Şarku'l Avsat'ın Al Majalla'dan aktardığı analize göre Esed rejiminin devrilmesinden bu yana yedi ay geçti ve yeni otoritenin en belirgin özelliği Suriyelilerle ilişkilerinde şeffaf olmamak. Bu da yorumlara kapıyı açıyor ve Suriye halkının doğasını ve doğruluğunu bilinmediği söylentilerin yayılmasına katkıda bulunuyor.

17 Mayıs'ta Suriye Cumhurbaşkanlığı, eski rejim tarafından işlenen ihlallerle ilgili gerçekleri ortaya çıkarmak, sorumlularından hesap sormak, mağdurlara tazminat ödemek ile görevli bir geçiş adaleti komisyonu kurulacağına dair bir kararname yayınladı. Kararname, Abdulbasıt Abdullatif'in komisyon başkanı olarak atanmasını ve duyuru tarihinden itibaren 30 günü geçmeyecek bir süre içinde bir çalışma grubu oluşturma ve iç yönetmelikler hazırlama görevini üstlenmesini öngörüyordu.

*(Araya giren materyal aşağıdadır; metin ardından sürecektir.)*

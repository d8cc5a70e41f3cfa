//! [`Library`], the loan lifecycle engine.
//!
//! `Library` is the explicit context a UI shell passes around: it owns the
//! backend handle, the snapshot cache and the clock. Reads go through the
//! cache; mutations are validated locally, sent to the backend, and the
//! returned record is merged back. A failed mutation invalidates what it
//! touched so the next read re-fetches instead of showing a guess.
//!
//! Nothing is retried automatically: issuing twice must not lend two copies.

use std::future::Future;

use chrono::{DateTime, Utc};

use crate::{
  Error, Result,
  backend::{EntityKind, LibraryBackend},
  book::{Book, BookId, BookPatch, NewBook},
  cache::{Record, SnapshotCache},
  filter::{BookFilter, IssueFilter, SearchQuery, search},
  guard::{self, Mutation},
  issue::{EnrichedIssue, Issue, IssueId, NewIssue},
  lifecycle::{self, LoanView},
  stats::DashboardStats,
  user::{NewUser, Role, User, UserId, UserPatch},
};

/// Source of the current instant.
pub type Clock = fn() -> DateTime<Utc>;

// ─── Collection ──────────────────────────────────────────────────────────────

/// A cached record type together with the backend calls that load it.
pub trait Collection: Record {
  fn list<B: LibraryBackend>(backend: &B) -> impl Future<Output = Result<Vec<Self>>> + Send + '_;

  fn fetch<B: LibraryBackend>(
    backend: &B,
    id: i64,
  ) -> impl Future<Output = Result<Self>> + Send + '_;
}

impl Collection for Book {
  fn list<B: LibraryBackend>(backend: &B) -> impl Future<Output = Result<Vec<Self>>> + Send + '_ {
    backend.list_books()
  }

  fn fetch<B: LibraryBackend>(backend: &B, id: i64) -> impl Future<Output = Result<Self>> + Send + '_ {
    backend.get_book(id)
  }
}

impl Collection for User {
  fn list<B: LibraryBackend>(backend: &B) -> impl Future<Output = Result<Vec<Self>>> + Send + '_ {
    backend.list_users()
  }

  fn fetch<B: LibraryBackend>(backend: &B, id: i64) -> impl Future<Output = Result<Self>> + Send + '_ {
    backend.get_user(id)
  }
}

impl Collection for Issue {
  fn list<B: LibraryBackend>(backend: &B) -> impl Future<Output = Result<Vec<Self>>> + Send + '_ {
    backend.list_issues()
  }

  fn fetch<B: LibraryBackend>(backend: &B, id: i64) -> impl Future<Output = Result<Self>> + Send + '_ {
    backend.get_issue(id)
  }
}

// ─── Library ─────────────────────────────────────────────────────────────────

pub struct Library<B> {
  backend: B,
  cache:   SnapshotCache,
  clock:   Clock,
}

impl<B: LibraryBackend> Library<B> {
  pub fn new(backend: B) -> Self {
    Self {
      backend,
      cache: SnapshotCache::new(),
      clock: Utc::now,
    }
  }

  /// Replace the wall clock, e.g. with a fixed instant in tests.
  pub fn with_clock(mut self, clock: Clock) -> Self {
    self.clock = clock;
    self
  }

  pub fn now(&self) -> DateTime<Utc> { (self.clock)() }

  pub fn cache(&self) -> &SnapshotCache { &self.cache }

  /// Forget a cached collection, e.g. when the view showing it is replaced.
  pub fn invalidate(&mut self, kind: EntityKind) { self.cache.invalidate(kind); }

  // ── Reads ─────────────────────────────────────────────────────────────

  /// The cached collection of `T`, fetching it first if it is not loaded.
  pub async fn snapshot<T: Collection>(&mut self) -> Result<&[T]> {
    if !self.cache.is_loaded::<T>() {
      self.reload::<T>().await?;
    }
    Ok(self.cache.get::<T>().unwrap_or(&[]))
  }

  /// Re-fetch `T`'s collection unconditionally.
  pub async fn reload<T: Collection>(&mut self) -> Result<()> {
    let ticket = self.cache.begin::<T>();
    tracing::debug!(kind = %T::KIND, "fetching collection");
    let records = T::list(&self.backend).await?;
    self.cache.complete(ticket, records);
    Ok(())
  }

  pub async fn books(&mut self) -> Result<&[Book]> { self.snapshot().await }

  pub async fn users(&mut self) -> Result<&[User]> { self.snapshot().await }

  pub async fn issues(&mut self) -> Result<&[Issue]> { self.snapshot().await }

  /// A single record, from the snapshot when present, otherwise from the
  /// backend (and merged into the snapshot).
  pub async fn lookup<T: Collection>(&mut self, id: i64) -> Result<T> {
    self.snapshot::<T>().await?;
    if let Some(found) = self.cache.find::<T>(id) {
      return Ok(found.clone());
    }
    let fetched = T::fetch(&self.backend, id).await?;
    self.cache.merge(fetched.clone());
    Ok(fetched)
  }

  pub async fn search_books(&mut self, filter: &BookFilter) -> Result<Vec<Book>> {
    let books = self.books().await?;
    Ok(filter.apply(books).into_iter().cloned().collect())
  }

  pub async fn search_users(&mut self, query: &SearchQuery) -> Result<Vec<User>> {
    let users = self.users().await?;
    Ok(search(users, query).into_iter().cloned().collect())
  }

  /// Issues joined with their books and borrowers.
  pub async fn enriched_issues(&mut self) -> Result<Vec<EnrichedIssue>> {
    self.snapshot::<Book>().await?;
    self.snapshot::<User>().await?;
    self.snapshot::<Issue>().await?;
    Ok(lifecycle::enrich(
      self.cache.get::<Issue>().unwrap_or(&[]),
      self.cache.get::<Book>().unwrap_or(&[]),
      self.cache.get::<User>().unwrap_or(&[]),
    ))
  }

  /// Display rows for the loans matching `filter`, with status computed as
  /// of now.
  pub async fn loan_views(&mut self, filter: &IssueFilter) -> Result<Vec<LoanView>> {
    let now = self.now();
    let enriched = self.enriched_issues().await?;
    Ok(
      filter
        .apply(&enriched, now)
        .into_iter()
        .map(|e| LoanView::new(e, now))
        .collect(),
    )
  }

  pub async fn stats(&mut self) -> Result<DashboardStats> {
    let now = self.now();
    self.snapshot::<Book>().await?;
    self.snapshot::<User>().await?;
    self.snapshot::<Issue>().await?;
    Ok(DashboardStats::compute(
      self.cache.get::<Book>().unwrap_or(&[]),
      self.cache.get::<User>().unwrap_or(&[]),
      self.cache.get::<Issue>().unwrap_or(&[]),
      now,
    ))
  }

  // ── Loans ─────────────────────────────────────────────────────────────

  /// Lend `book` to `user`, due at `due` or two weeks from now.
  ///
  /// Refused locally, without a create call, when the cached book has no
  /// copies left or `due` is in the past. On success the book is re-read
  /// from the backend so the snapshot shows the new availability.
  pub async fn issue_book(
    &mut self,
    user: UserId,
    book: BookId,
    due: Option<DateTime<Utc>>,
  ) -> Result<Issue> {
    let due_date = lifecycle::resolve_due_date(due, self.now())?;
    let target = self.lookup::<Book>(book).await?;
    if let Err(e) = lifecycle::ensure_issuable(&target) {
      tracing::warn!(book, user, "issue refused: no copies available");
      return Err(e);
    }

    let result = self
      .backend
      .create_issue(NewIssue {
        user,
        book,
        due_date: Some(due_date),
      })
      .await;
    let issue = self.settle(result, &[EntityKind::Book, EntityKind::Issue])?;
    tracing::info!(issue = issue.id, user, book, due = %issue.due_date, "book issued");

    self.cache.merge(issue.clone());
    self.refresh_book(book).await;
    Ok(issue)
  }

  /// Mark a loan returned. Admin only; the guard runs before any backend
  /// call. A loan that is already returned is refused with
  /// [`Error::InvalidState`].
  pub async fn return_book(&mut self, actor: &User, id: IssueId) -> Result<Issue> {
    guard::authorize(actor, Mutation::ReturnLoan)?;
    let issue = self.lookup::<Issue>(id).await?;
    if let Err(e) = lifecycle::ensure_returnable(&issue) {
      tracing::warn!(issue = id, "return refused: loan already returned");
      return Err(e);
    }

    let result = self.backend.mark_returned(id).await;
    let returned = self.settle(result, &[EntityKind::Book, EntityKind::Issue])?;
    tracing::info!(issue = id, actor = actor.id, book = returned.book, "book returned");

    self.cache.merge(returned.clone());
    self.refresh_book(returned.book).await;
    Ok(returned)
  }

  pub async fn delete_issue(&mut self, id: IssueId) -> Result<()> {
    let result = self.backend.delete_issue(id).await;
    self.settle(result, &[EntityKind::Issue])?;
    self.cache.evict::<Issue>(id);
    Ok(())
  }

  // ── Books ─────────────────────────────────────────────────────────────

  pub async fn create_book(&mut self, input: NewBook) -> Result<Book> {
    let result = self.backend.create_book(input).await;
    let book = self.settle(result, &[EntityKind::Book])?;
    tracing::info!(book = book.id, title = %book.title, "book created");
    self.cache.merge(book.clone());
    Ok(book)
  }

  pub async fn update_book(&mut self, id: BookId, patch: BookPatch) -> Result<Book> {
    let result = self.backend.update_book(id, patch).await;
    let book = self.settle(result, &[EntityKind::Book])?;
    self.cache.merge(book.clone());
    Ok(book)
  }

  /// Deleting a book also removes its loans on the backend, so the issue
  /// snapshot is dropped as well.
  pub async fn delete_book(&mut self, id: BookId) -> Result<()> {
    let result = self.backend.delete_book(id).await;
    self.settle(result, &[EntityKind::Book])?;
    tracing::info!(book = id, "book deleted");
    self.cache.evict::<Book>(id);
    self.cache.invalidate(EntityKind::Issue);
    Ok(())
  }

  // ── Users ─────────────────────────────────────────────────────────────

  pub async fn register_user(&mut self, input: NewUser) -> Result<User> {
    let result = self.backend.create_user(input).await;
    let user = self.settle(result, &[EntityKind::User])?;
    tracing::info!(user = user.id, username = %user.username, "user registered");
    self.cache.merge(user.clone());
    Ok(user)
  }

  /// Apply a profile edit. Patches that touch `role` or `is_active` are
  /// admin only.
  pub async fn update_profile(
    &mut self,
    actor: &User,
    id: UserId,
    patch: UserPatch,
  ) -> Result<User> {
    if patch.role.is_some() {
      guard::authorize(actor, Mutation::ChangeRole { target: id })?;
    }
    if patch.is_active.is_some() {
      guard::authorize(actor, Mutation::SetActive { target: id })?;
    }
    let result = self.backend.update_user(id, patch).await;
    let user = self.settle(result, &[EntityKind::User])?;
    self.cache.merge(user.clone());
    Ok(user)
  }

  pub async fn change_role(&mut self, actor: &User, id: UserId, role: Role) -> Result<User> {
    let user = self.update_profile(actor, id, UserPatch::role(role)).await?;
    tracing::info!(user = id, actor = actor.id, %role, "role changed");
    Ok(user)
  }

  /// Soft-enable or soft-disable an account.
  pub async fn set_active(&mut self, actor: &User, id: UserId, active: bool) -> Result<User> {
    let user = self.update_profile(actor, id, UserPatch::active(active)).await?;
    tracing::info!(user = id, actor = actor.id, active, "activation changed");
    Ok(user)
  }

  /// Deleting a user also removes their loans on the backend.
  pub async fn delete_user(&mut self, id: UserId) -> Result<()> {
    let result = self.backend.delete_user(id).await;
    self.settle(result, &[EntityKind::User])?;
    tracing::info!(user = id, "user deleted");
    self.cache.evict::<User>(id);
    self.cache.invalidate(EntityKind::Issue);
    Ok(())
  }

  // ── Internals ─────────────────────────────────────────────────────────

  /// Pass a backend result through, invalidating `touched` on failure.
  fn settle<T>(&mut self, result: Result<T>, touched: &[EntityKind]) -> Result<T> {
    if let Err(e) = &result {
      match e {
        Error::Conflict(_) => tracing::warn!(error = %e, "backend rejected mutation"),
        _ => tracing::error!(error = %e, "mutation failed"),
      }
      for kind in touched {
        self.cache.invalidate(*kind);
      }
    }
    result
  }

  /// Re-read one book after a loan changed its availability. Failure only
  /// drops the book snapshot; the loan mutation itself already succeeded.
  async fn refresh_book(&mut self, id: BookId) {
    match self.backend.get_book(id).await {
      Ok(book) => self.cache.merge(book),
      Err(e) => {
        tracing::warn!(book = id, error = %e, "could not refresh book after loan change");
        self.cache.invalidate(EntityKind::Book);
      }
    }
  }
}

Bu kararnamenin yayınlanmasının üzerinden yaklaşık bir buçuk ay geçti, yani komisyonun kurulması için öngörülen 30 günlük süre geçti. Peki bu komisyon hangi aşamada? Cevap yok. Bu sadece şeffaflığın eksik olduğunu değil, aynı zamanda hükümetin kendi yayınladığı kararnamelere ve mevzuata, örneğin Anayasa Bildirgesi'nin 5. maddesine bağlı olmadığının da bir örneği.

İşte meselenin özü de budur: Nasıl bir Suriye istiyoruz?

Hukuk ve kurumlar devleti Suriye'nin sesi, iki grubun kopardığı gürültü arasında neredeyse duyulmuyor. Bir tarafta destekçiler var ve bunların çoğu Suriyelilerin “Aralık 2024 devrimcileri” olarak adlandırdığı, devrimin 14 yılı boyunca önemli bir rol veya sese sahip olmayan, şimdiyse hükümetin sağ tarafında yer alan kişiler. Diğer taraftaki hükümetin muhalifleri arasındaysa, hükümetin her türlü eylemini çarpıtmakla meşgul olan, çoğunluğu eski rejim kalıntısı ve solcu olan sesler bulunuyor. İkisi arasında aklın sesi kayboluyor.

Suriye'nin istikrarı sadece Suriye için değil, bölge için de bir öncelik. İstikrarlı bir Suriye, komşu ülkelerin istikrarının başlangıcıdır ve bir vatandaşlık devleti ve hukukun üstünlüğünün inşası, Suriyelilerin onlarca yıllık geleceğinin temel taşıdır. Sağlam olmayan temeller üzerine inşa edilen her yapı, özellikle Suriye'nin düşmanları hâlâ pusuda beklediğinden, çökme riski altındadır. Hukukun üstünlüğü, adalet, özgürlük, vatandaşlık ve şeffaflık, istediğimiz devleti inşa etmek için önceliklerdir.